Ensambladoras temen ajuste de entre 5% y 40% en sus precios

 Caracas Ene 8 (El Universal) El panorama no se despeja para la industria automotriz. Las estructuras de costos presentadas por las autoridades a los directivos de las ensambladoras amenazan la viabilidad de algunas empresas, según fuentes consultadas en el sector.

 

Aunque aún no se trata de cifras definitivas, los primeros análisis que realizan las automotrices son negativos. "Nos fue bastante mal", resumió uno de los ejecutivos que asistió a la reunión con representantes del Ministerio de Industrias, Comercio y la Superintendencia Nacional de Costos y Precios (Sundecop).

 

De acuerdo a sus cálculos el recorte que aplicará el Ejecutivo nacional a los precios de los vehículos a puerta de fábrica oscila entre 5% y casi 40% dependiendo de las marcas y los modelos. "Eso es inviable", sentenció.

 

Explicó que los valores anunciados en la reunión del lunes por Karlin Granadillo, superintendente Nacional de Costos y Precios, se refieren al precio del carro a puerta de fábrica y no incluyen el Impuesto al Valor Agregado (IVA) ni el transporte, entre otros aspectos.

 

Por esta razón, las ensambladoras aún desconocen cuál será el precio del producto una vez que llegue a los concesionarios. "No tenemos claro qué va a suceder y tampoco sabemos cuándo se van a publicar", agregó la fuente consultada.

 

Otro directivo de una automotriz indicó que la reunión con las autoridades fue "informativa". Según el análisis de la Superintendencia Nacional de Costos y Precios (Sundecop), las ensambladoras incluyen como costos ciertas partidas que deben ser asumidas como gastos. "No detallaron las partidas que según ellos debemos modificar", dijo el directivo.

 

Ayer debían publicarse los nuevos precios de venta, pero al cierre de esta edición las autoridades no divulgaron el listado.
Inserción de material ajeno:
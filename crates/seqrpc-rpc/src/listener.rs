use std::net::{IpAddr, Ipv4Addr, Ipv6Addr, SocketAddr};
use std::sync::atomic::{AtomicBool, AtomicU64, Ordering};
use std::sync::Arc;
use std::thread;

use seqrpc_codec::Codec;
use seqrpc_frame::{FrameConfig, FramedTransport};
use seqrpc_transport::{Endpoint, Listener, SocketStream};
use serde_json::Value;
use tracing::{debug, info, warn};

use crate::dispatcher::Dispatcher;
use crate::error::Result;
use crate::function::FunctionTable;

/// Accepts connections and hands each one a [`Dispatcher`] over a shared
/// [`FunctionTable`].
pub struct RpcListener {
    listener: Listener,
    functions: Arc<FunctionTable>,
    frame_config: FrameConfig,
    running: Arc<AtomicBool>,
    next_connection_id: AtomicU64,
}

impl RpcListener {
    /// Bind to an endpoint.
    pub fn bind(endpoint: &Endpoint, functions: impl Into<Arc<FunctionTable>>) -> Result<Self> {
        let listener = Listener::bind(endpoint)?;
        Ok(Self {
            listener,
            functions: functions.into(),
            frame_config: FrameConfig::default(),
            running: Arc::new(AtomicBool::new(true)),
            next_connection_id: AtomicU64::new(1),
        })
    }

    /// Override frame config for accepted connections.
    pub fn with_frame_config(mut self, config: FrameConfig) -> Self {
        self.frame_config = config;
        self
    }

    /// Accept the next connection.
    pub fn accept<C: Codec<Value>>(&self, codec: C) -> Result<Dispatcher<SocketStream, C>> {
        let stream = self.listener.accept()?;
        let transport = FramedTransport::with_config_socket(stream, self.frame_config.clone())?;
        Ok(Dispatcher::new(transport, codec, self.functions.clone()))
    }

    /// Accept connections until [`ShutdownHandle::shutdown`] is called,
    /// serving each on its own thread. Returns the number of connections
    /// accepted.
    ///
    /// Connection threads are detached; they end when their peer
    /// disconnects.
    pub fn serve_forever<C>(&self, codec: C) -> Result<u64>
    where
        C: Codec<Value> + Clone + Send + 'static,
    {
        let mut accepted = 0u64;
        while self.running.load(Ordering::SeqCst) {
            let mut dispatcher = self.accept(codec.clone())?;
            if !self.running.load(Ordering::SeqCst) {
                break;
            }

            let id = self.next_connection_id.fetch_add(1, Ordering::Relaxed);
            let peer = dispatcher.transport().get_ref().peer_label().to_string();
            info!(connection = id, %peer, "connection opened");

            thread::Builder::new()
                .name(format!("seqrpc-conn-{id}"))
                .spawn(move || match dispatcher.serve() {
                    Ok(served) => info!(connection = id, served, "connection closed"),
                    Err(err) => warn!(connection = id, error = %err, "connection failed"),
                })
                .map_err(seqrpc_transport::TransportError::Io)?;
            accepted += 1;
        }
        debug!(accepted, "accept loop stopped");
        Ok(accepted)
    }

    /// A handle that stops [`serve_forever`](Self::serve_forever) from
    /// another thread (or a signal handler).
    pub fn shutdown_handle(&self) -> Result<ShutdownHandle> {
        Ok(ShutdownHandle {
            running: self.running.clone(),
            endpoint: wake_endpoint(self.listener.local_endpoint()?),
        })
    }

    /// The endpoint actually bound (with the OS-assigned port for `:0`).
    pub fn local_endpoint(&self) -> Result<Endpoint> {
        Ok(self.listener.local_endpoint()?)
    }

    pub fn functions(&self) -> &FunctionTable {
        &self.functions
    }
}

impl std::fmt::Debug for RpcListener {
    fn fmt(&self, f: &mut std::fmt::Formatter<'_>) -> std::fmt::Result {
        f.debug_struct("RpcListener")
            .field("listener", &self.listener)
            .field("functions", &self.functions)
            .finish_non_exhaustive()
    }
}

/// Stops an [`RpcListener`]'s accept loop.
#[derive(Debug, Clone)]
pub struct ShutdownHandle {
    running: Arc<AtomicBool>,
    endpoint: Endpoint,
}

impl ShutdownHandle {
    /// Clear the running flag and wake the blocked `accept` with a
    /// throwaway connection.
    pub fn shutdown(&self) {
        if self.running.swap(false, Ordering::SeqCst) {
            let _ = SocketStream::connect(&self.endpoint);
        }
    }

    pub fn is_shutdown(&self) -> bool {
        !self.running.load(Ordering::SeqCst)
    }
}

/// Where the wake-up connection goes. A wildcard bind address is not
/// connectable everywhere, so it is swapped for loopback of the same family.
fn wake_endpoint(endpoint: Endpoint) -> Endpoint {
    let Endpoint::Tcp(addr) = &endpoint else {
        return endpoint;
    };
    match addr.parse::<SocketAddr>() {
        Ok(mut addr) if addr.ip().is_unspecified() => {
            let loopback = match addr.ip() {
                IpAddr::V4(_) => IpAddr::V4(Ipv4Addr::LOCALHOST),
                IpAddr::V6(_) => IpAddr::V6(Ipv6Addr::LOCALHOST),
            };
            addr.set_ip(loopback);
            Endpoint::Tcp(addr.to_string())
        }
        _ => endpoint,
    }
}

#[cfg(test)]
mod tests {
    use seqrpc_codec::{CodecKind, JsonCodec};
    use serde_json::json;

    use super::*;
    use crate::connector::connect;

    fn table() -> FunctionTable {
        FunctionTable::builder()
            .typed("add", |(a, b): (i64, i64)| Ok::<_, String>(a + b))
            .build()
            .unwrap()
    }

    #[test]
    fn accept_returns_dispatcher() {
        let listener = RpcListener::bind(&"tcp://127.0.0.1:0".parse().unwrap(), table())
            .expect("listener should bind");
        let endpoint = listener.local_endpoint().unwrap();

        let server = thread::spawn(move || {
            let mut dispatcher = listener.accept(JsonCodec).expect("listener should accept");
            assert!(dispatcher.functions().contains("add"));
            dispatcher.dispatch_once().expect("one request should be served")
        });

        let mut client = connect(&endpoint, JsonCodec).expect("client should connect");
        assert_eq!(client.call("add", vec![json!(8), json!(4)]).unwrap(), json!(12));
        let report = server.join().expect("server thread should finish");
        assert_eq!(report.function.as_deref(), Some("add"));
    }

    #[test]
    fn serve_forever_handles_concurrent_clients_and_stops() {
        let listener = RpcListener::bind(&"tcp://127.0.0.1:0".parse().unwrap(), table())
            .expect("listener should bind");
        let endpoint = listener.local_endpoint().unwrap();
        let shutdown = listener.shutdown_handle().unwrap();

        let codec: Arc<dyn Codec<Value> + Send + Sync> = Arc::from(CodecKind::JsonGzip.build());
        let server_codec = codec.clone();
        let server = thread::spawn(move || listener.serve_forever(server_codec));

        let clients: Vec<_> = (0..4i64)
            .map(|n| {
                let endpoint = endpoint.clone();
                let codec = codec.clone();
                thread::spawn(move || {
                    let mut client = connect(&endpoint, codec).expect("client should connect");
                    let sum = client.call("add", vec![json!(n), json!(100)]).unwrap();
                    assert_eq!(sum, json!(n + 100));
                })
            })
            .collect();
        for client in clients {
            client.join().expect("client thread should finish");
        }

        shutdown.shutdown();
        assert!(shutdown.is_shutdown());
        let accepted = server.join().expect("server thread should finish").unwrap();
        assert_eq!(accepted, 4);
    }

    #[test]
    fn wildcard_bind_wakes_through_loopback() {
        assert_eq!(
            wake_endpoint(Endpoint::Tcp("0.0.0.0:7000".into())),
            Endpoint::Tcp("127.0.0.1:7000".into())
        );
        assert_eq!(
            wake_endpoint(Endpoint::Tcp("[::]:7000".into())),
            Endpoint::Tcp("[::1]:7000".into())
        );
        assert_eq!(
            wake_endpoint(Endpoint::Tcp("10.1.2.3:7000".into())),
            Endpoint::Tcp("10.1.2.3:7000".into())
        );
        let unix = Endpoint::Unix("/tmp/seqrpc.sock".into());
        assert_eq!(wake_endpoint(unix.clone()), unix);
    }

    #[test]
    fn shutdown_stops_wildcard_listener() {
        let listener = RpcListener::bind(&"tcp://0.0.0.0:0".parse().unwrap(), table())
            .expect("listener should bind");
        let shutdown = listener.shutdown_handle().unwrap();
        let server = thread::spawn(move || listener.serve_forever(JsonCodec));

        shutdown.shutdown();
        let accepted = server.join().expect("server thread should finish").unwrap();
        assert_eq!(accepted, 0);
    }

    #[cfg(unix)]
    #[test]
    fn unix_endpoint() {
        let dir = std::env::temp_dir().join(format!(
            "seqrpc-listener-{}-{}",
            std::process::id(),
            std::time::SystemTime::now()
                .duration_since(std::time::UNIX_EPOCH)
                .expect("time should be after epoch")
                .as_nanos()
        ));
        std::fs::create_dir_all(&dir).expect("temp dir should be creatable");
        let endpoint = Endpoint::Unix(dir.join("rpc.sock"));

        let listener = RpcListener::bind(&endpoint, table()).expect("listener should bind");
        let server = thread::spawn(move || {
            let mut dispatcher = listener.accept(JsonCodec).expect("listener should accept");
            dispatcher.serve().expect("serve should end cleanly")
        });

        let mut client = connect(&endpoint, JsonCodec).expect("client should connect");
        assert_eq!(client.call("add", vec![json!(1), json!(2)]).unwrap(), json!(3));
        client.close().unwrap();
        assert_eq!(server.join().expect("server thread should finish"), 1);

        let _ = std::fs::remove_dir_all(&dir);
    }
}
Esto ha generado confusión entre la población, ya que en los portales web de las ensambladoras figuran los precios sugeridos correspondientes a enero, los cuales fueron fijados antes de la reunión del pasado lunes.

 

El diputado Claudio Farías insistió en que una reducción en los precios de los carros beneficiará la dinámica del mercado. "Estamos seguros que hay un abultamiento en los precios y vamos a tener de ahora en adelante, una vez que haga el Ejecutivo nacional ese anuncio, unos nuevos precios de los vehículos. Eso va a marcar obviamente en el mercado para que los venezolanos tengan la posibilidad de adquirir vehículos", declaró Farías a Unión Radio. No obstante, las cifras del sector apuntan en la dirección contraria.

 

El desplome

 

La producción y venta de automóviles en el país llegó a su tope en 2007 y desde entonces acumulan un declive que aún no se detiene.

 

La Cámara Automotriz de Venezuela (Cavenez) reportó una producción de 172.418 unidades en 2007. Al cierre de 2012 el rendimiento apenas llegó a 104.083 autos, y entre enero y noviembre de 2013 sólo fue de 69.966 carros.

 

Junto a esta caída del ensamblaje, también se aprecia una reducción de la variedad en la oferta de las siete ensambladoras privadas instaladas en Venezuela. En 2007 las automotrices locales armaban 85 modelos, cifra que cayó hasta 42 modelos al cierre de noviembre del año pasado.

 

La falta de divisas, los retrasos en los permisos de importación del material de ensamblaje y los conflictos laborales son las principales causas que explican el desplome de la producción.

 

Pero la industria y el mercado también han resentido la restricción de las importaciones aplicada por el Gobierno nacional en los últimos años. En 2007 se comercializaron en el país casi 500 mil vehículos. De ese total, 336.365 unidades eran importadas. En cambio, en 2012 apenas se comercializaron 25.296 autos ensamblados en el exterior y entre enero y noviembre de 2013 el segmento de importados sólo sumaba 26.080 unidades.

 

Desde la industria automotriz han reiterado que la falta de oferta es el principal factor que ha distorsionado el mercado automotor. El año pasado, mientras la Asamblea Nacional discutía la Ley que regularía el precio de los vehículos, los directivos de las ensambladoras insistieron en la necesidad de solucionar las trabas que han limitado la producción.